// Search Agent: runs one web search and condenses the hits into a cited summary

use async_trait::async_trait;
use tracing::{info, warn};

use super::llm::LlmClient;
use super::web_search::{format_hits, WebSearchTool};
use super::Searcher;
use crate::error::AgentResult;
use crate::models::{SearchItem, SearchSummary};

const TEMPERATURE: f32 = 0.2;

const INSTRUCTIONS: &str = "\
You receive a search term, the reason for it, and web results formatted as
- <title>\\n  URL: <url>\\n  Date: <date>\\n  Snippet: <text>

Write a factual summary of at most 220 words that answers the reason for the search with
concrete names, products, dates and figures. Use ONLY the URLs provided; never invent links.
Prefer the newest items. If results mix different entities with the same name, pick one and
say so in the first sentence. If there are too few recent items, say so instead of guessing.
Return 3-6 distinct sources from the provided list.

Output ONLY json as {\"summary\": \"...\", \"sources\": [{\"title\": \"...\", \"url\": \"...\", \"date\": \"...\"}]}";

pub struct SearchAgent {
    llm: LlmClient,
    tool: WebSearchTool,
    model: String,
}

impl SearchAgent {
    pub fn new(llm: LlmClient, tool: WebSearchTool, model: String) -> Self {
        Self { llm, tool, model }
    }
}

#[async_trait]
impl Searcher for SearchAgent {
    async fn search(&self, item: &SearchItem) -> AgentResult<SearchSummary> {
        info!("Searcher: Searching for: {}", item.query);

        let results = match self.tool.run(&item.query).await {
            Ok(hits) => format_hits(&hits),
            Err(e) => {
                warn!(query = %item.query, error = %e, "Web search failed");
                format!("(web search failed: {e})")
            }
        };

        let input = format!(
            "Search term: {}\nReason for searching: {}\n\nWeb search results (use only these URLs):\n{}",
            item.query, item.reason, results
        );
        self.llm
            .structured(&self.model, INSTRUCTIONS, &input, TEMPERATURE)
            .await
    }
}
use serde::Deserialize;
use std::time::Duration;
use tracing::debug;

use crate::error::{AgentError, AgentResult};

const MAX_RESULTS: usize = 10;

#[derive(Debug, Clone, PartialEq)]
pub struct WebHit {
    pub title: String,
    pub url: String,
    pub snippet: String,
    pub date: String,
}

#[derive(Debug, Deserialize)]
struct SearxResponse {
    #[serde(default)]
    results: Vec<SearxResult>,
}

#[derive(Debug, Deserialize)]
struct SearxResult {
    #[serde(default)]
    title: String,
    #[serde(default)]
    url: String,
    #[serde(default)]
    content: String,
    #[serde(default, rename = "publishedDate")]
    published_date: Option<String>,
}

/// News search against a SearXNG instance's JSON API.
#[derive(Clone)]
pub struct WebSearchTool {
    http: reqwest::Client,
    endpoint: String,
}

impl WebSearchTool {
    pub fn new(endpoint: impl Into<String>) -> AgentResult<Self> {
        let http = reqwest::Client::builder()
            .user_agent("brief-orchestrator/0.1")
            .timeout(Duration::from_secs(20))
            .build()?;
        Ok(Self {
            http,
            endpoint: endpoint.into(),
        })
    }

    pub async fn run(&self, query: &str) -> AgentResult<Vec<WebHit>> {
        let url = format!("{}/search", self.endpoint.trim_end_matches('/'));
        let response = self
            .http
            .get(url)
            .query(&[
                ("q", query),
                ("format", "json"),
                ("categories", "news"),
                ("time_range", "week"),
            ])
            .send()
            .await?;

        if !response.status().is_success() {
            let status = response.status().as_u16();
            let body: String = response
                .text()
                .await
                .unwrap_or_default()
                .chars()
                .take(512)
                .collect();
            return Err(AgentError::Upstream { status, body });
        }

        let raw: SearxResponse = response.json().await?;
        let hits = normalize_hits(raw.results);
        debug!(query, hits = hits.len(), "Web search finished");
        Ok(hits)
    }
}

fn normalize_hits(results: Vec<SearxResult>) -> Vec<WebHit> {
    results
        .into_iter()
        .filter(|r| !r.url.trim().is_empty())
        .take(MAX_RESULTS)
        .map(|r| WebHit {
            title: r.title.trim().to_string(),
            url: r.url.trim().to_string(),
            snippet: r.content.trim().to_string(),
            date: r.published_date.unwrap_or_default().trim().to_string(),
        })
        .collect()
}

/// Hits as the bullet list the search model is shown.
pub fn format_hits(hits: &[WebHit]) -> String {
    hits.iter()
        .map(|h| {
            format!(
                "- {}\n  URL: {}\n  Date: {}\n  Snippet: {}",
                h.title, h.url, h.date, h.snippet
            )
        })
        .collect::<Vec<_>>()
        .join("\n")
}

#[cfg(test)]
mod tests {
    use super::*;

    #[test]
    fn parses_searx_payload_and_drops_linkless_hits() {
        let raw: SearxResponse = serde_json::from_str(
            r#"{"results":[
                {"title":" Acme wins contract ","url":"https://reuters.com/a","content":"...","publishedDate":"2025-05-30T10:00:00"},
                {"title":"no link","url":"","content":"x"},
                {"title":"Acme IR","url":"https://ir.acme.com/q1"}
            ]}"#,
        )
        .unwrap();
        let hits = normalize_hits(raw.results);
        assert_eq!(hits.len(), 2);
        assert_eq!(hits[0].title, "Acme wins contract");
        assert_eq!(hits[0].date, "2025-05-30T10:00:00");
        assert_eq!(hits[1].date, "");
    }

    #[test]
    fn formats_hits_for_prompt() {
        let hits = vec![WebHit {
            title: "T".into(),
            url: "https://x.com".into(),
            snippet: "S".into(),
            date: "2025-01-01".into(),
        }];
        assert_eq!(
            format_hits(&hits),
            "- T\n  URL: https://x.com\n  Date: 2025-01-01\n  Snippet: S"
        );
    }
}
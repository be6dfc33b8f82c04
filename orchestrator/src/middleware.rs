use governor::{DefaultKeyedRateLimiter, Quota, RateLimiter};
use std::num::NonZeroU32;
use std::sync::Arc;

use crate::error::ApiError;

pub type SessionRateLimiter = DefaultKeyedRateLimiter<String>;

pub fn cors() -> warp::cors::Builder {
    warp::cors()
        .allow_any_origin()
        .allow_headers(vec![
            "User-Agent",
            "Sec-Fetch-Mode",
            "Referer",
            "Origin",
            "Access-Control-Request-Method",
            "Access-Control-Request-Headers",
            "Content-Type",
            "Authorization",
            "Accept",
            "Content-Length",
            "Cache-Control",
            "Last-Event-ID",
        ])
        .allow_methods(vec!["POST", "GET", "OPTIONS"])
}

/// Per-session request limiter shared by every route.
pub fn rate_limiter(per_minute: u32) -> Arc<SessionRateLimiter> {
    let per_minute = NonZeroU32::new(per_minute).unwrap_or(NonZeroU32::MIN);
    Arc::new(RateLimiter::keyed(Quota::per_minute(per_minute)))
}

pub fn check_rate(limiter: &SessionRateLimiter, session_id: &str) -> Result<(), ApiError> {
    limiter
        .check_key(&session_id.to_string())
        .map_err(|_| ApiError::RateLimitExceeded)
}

_ _ _

Give back each entry exactly as it was written.

→ Task output:
// Search Agent: runs one web search and condenses the hits into a cited summary

use async_trait::async_trait;
use tracing::{info, warn};

use super::llm::LlmClient;
use super::web_search::{format_hits, WebSearchTool};
use super::Searcher;
use crate::error::AgentResult;
use crate::models::{SearchItem, SearchSummary};

const TEMPERATURE: f32 = 0.2;

const INSTRUCTIONS: &str = "\
You receive a search term, the reason for it, and web results formatted as
- <title>\\n  URL: <url>\\n  Date: <date>\\n  Snippet: <text>

Write a factual summary of at most 220 words that answers the reason for the search with
concrete names, products, dates and figures. Use ONLY the URLs provided; never invent links.
Prefer the newest items. If results mix different entities with the same name, pick one and
say so in the first sentence. If there are too few recent items, say so instead of guessing.
Return 3-6 distinct sources from the provided list.

Output ONLY json as {\"summary\": \"...\", \"sources\": [{\"title\": \"...\", \"url\": \"...\", \"date\": \"...\"}]}";

pub struct SearchAgent {
    llm: LlmClient,
    tool: WebSearchTool,
    model: String,
}

impl SearchAgent {
    pub fn new(llm: LlmClient, tool: WebSearchTool, model: String) -> Self {
        Self { llm, tool, model }
    }
}

#[async_trait]
impl Searcher for SearchAgent {
    async fn search(&self, item: &SearchItem) -> AgentResult<SearchSummary> {
        info!("Searcher: Searching for: {}", item.query);

        let results = match self.tool.run(&item.query).await {
            Ok(hits) => format_hits(&hits),
            Err(e) => {
                warn!(query = %item.query, error = %e, "Web search failed");
                format!("(web search failed: {e})")
            }
        };

        let input = format!(
            "Search term: {}\nReason for searching: {}\n\nWeb search results (use only these URLs):\n{}",
            item.query, item.reason, results
        );
        self.llm
            .structured(&self.model, INSTRUCTIONS, &input, TEMPERATURE)
            .await
    }
}
use serde::Deserialize;
use std::time::Duration;
use tracing::debug;

use crate::error::{AgentError, AgentResult};

const MAX_RESULTS: usize = 10;

#[derive(Debug, Clone, PartialEq)]
pub struct WebHit {
    pub title: String,
    pub url: String,
    pub snippet: String,
    pub date: String,
}

#[derive(Debug, Deserialize)]
struct SearxResponse {
    #[serde(default)]
    results: Vec<SearxResult>,
}

#[derive(Debug, Deserialize)]
struct SearxResult {
    #[serde(default)]
    title: String,
    #[serde(default)]
    url: String,
    #[serde(default)]
    content: String,
    #[serde(default, rename = "publishedDate")]
    published_date: Option<String>,
}

/// News search against a SearXNG instance's JSON API.
#[derive(Clone)]
pub struct WebSearchTool {
    http: reqwest::Client,
    endpoint: String,
}

impl WebSearchTool {
    pub fn new(endpoint: impl Into<String>) -> AgentResult<Self> {
        let http = reqwest::Client::builder()
            .user_agent("brief-orchestrator/0.1")
            .timeout(Duration::from_secs(20))
            .build()?;
        Ok(Self {
            http,
            endpoint: endpoint.into(),
        })
    }

    pub async fn run(&self, query: &str) -> AgentResult<Vec<WebHit>> {
        let url = format!("{}/search", self.endpoint.trim_end_matches('/'));
        let response = self
            .http
            .get(url)
            .query(&[
                ("q", query),
                ("format", "json"),
                ("categories", "news"),
                ("time_range", "week"),
            ])
            .send()
            .await?;

        if !response.status().is_success() {
            let status = response.status().as_u16();
            let body: String = response
                .text()
                .await
                .unwrap_or_default()
                .chars()
                .take(512)
                .collect();
            return Err(AgentError::Upstream { status, body });
        }

        let raw: SearxResponse = response.json().await?;
        let hits = normalize_hits(raw.results);
        debug!(query, hits = hits.len(), "Web search finished");
        Ok(hits)
    }
}

fn normalize_hits(results: Vec<SearxResult>) -> Vec<WebHit> {
    results
        .into_iter()
        .filter(|r| !r.url.trim().is_empty())
        .take(MAX_RESULTS)
        .map(|r| WebHit {
            title: r.title.trim().to_string(),
            url: r.url.trim().to_string(),
            snippet: r.content.trim().to_string(),
            date: r.published_date.unwrap_or_default().trim().to_string(),
        })
        .collect()
}

/// Hits as the bullet list the search model is shown.
pub fn format_hits(hits: &[WebHit]) -> String {
    hits.iter()
        .map(|h| {
            format!(
                "- {}\n  URL: {}\n  Date: {}\n  Snippet: {}",
                h.title, h.url, h.date, h.snippet
            )
        })
        .collect::<Vec<_>>()
        .join("\n")
}

#[cfg(test)]
mod tests {
    use super::*;

    #[test]
    fn parses_searx_payload_and_drops_linkless_hits() {
        let raw: SearxResponse = serde_json::from_str(
            r#"{"results":[
                {"title":" Acme wins contract ","url":"https://reuters.com/a","content":"...","publishedDate":"2025-05-30T10:00:00"},
                {"title":"no link","url":"","content":"x"},
                {"title":"Acme IR","url":"https://ir.acme.com/q1"}
            ]}"#,
        )
        .unwrap();
        let hits = normalize_hits(raw.results);
        assert_eq!(hits.len(), 2);
        assert_eq!(hits[0].title, "Acme wins contract");
        assert_eq!(hits[0].date, "2025-05-30T10:00:00");
        assert_eq!(hits[1].date, "");
    }

    #[test]
    fn formats_hits_for_prompt() {
        let hits = vec![WebHit {
            title: "T".into(),
            url: "https://x.com".into(),
            snippet: "S".into(),
            date: "2025-01-01".into(),
        }];
        assert_eq!(
            format_hits(&hits),
            "- T\n  URL: https://x.com\n  Date: 2025-01-01\n  Snippet: S"
        );
    }
}
repository be6dfc33b8f82c04
filename orchestrator/src/middleware.rs
use governor::{DefaultKeyedRateLimiter, Quota, RateLimiter};
use std::num::NonZeroU32;
use std::sync::Arc;

use crate::error::ApiError;

pub type SessionRateLimiter = DefaultKeyedRateLimiter<String>;

pub fn cors() -> warp::cors::Builder {
    warp::cors()
        .allow_any_origin()
        .allow_headers(vec![
            "User-Agent",
            "Sec-Fetch-Mode",
            "Referer",
            "Origin",
            "Access-Control-Request-Method",
            "Access-Control-Request-Headers",
            "Content-Type",
            "Authorization",
            "Accept",
            "Content-Length",
            "Cache-Control",
            "Last-Event-ID",
        ])
        .allow_methods(vec!["POST", "GET", "OPTIONS"])
}

/// Per-session request limiter shared by every route.
pub fn rate_limiter(per_minute: u32) -> Arc<SessionRateLimiter> {
    let per_minute = NonZeroU32::new(per_minute).unwrap_or(NonZeroU32::MIN);
    Arc::new(RateLimiter::keyed(Quota::per_minute(per_minute)))
}

pub fn check_rate(limiter: &SessionRateLimiter, session_id: &str) -> Result<(), ApiError> {
    limiter
        .check_key(&session_id.to_string())
        .map_err(|_| ApiError::RateLimitExceeded)
}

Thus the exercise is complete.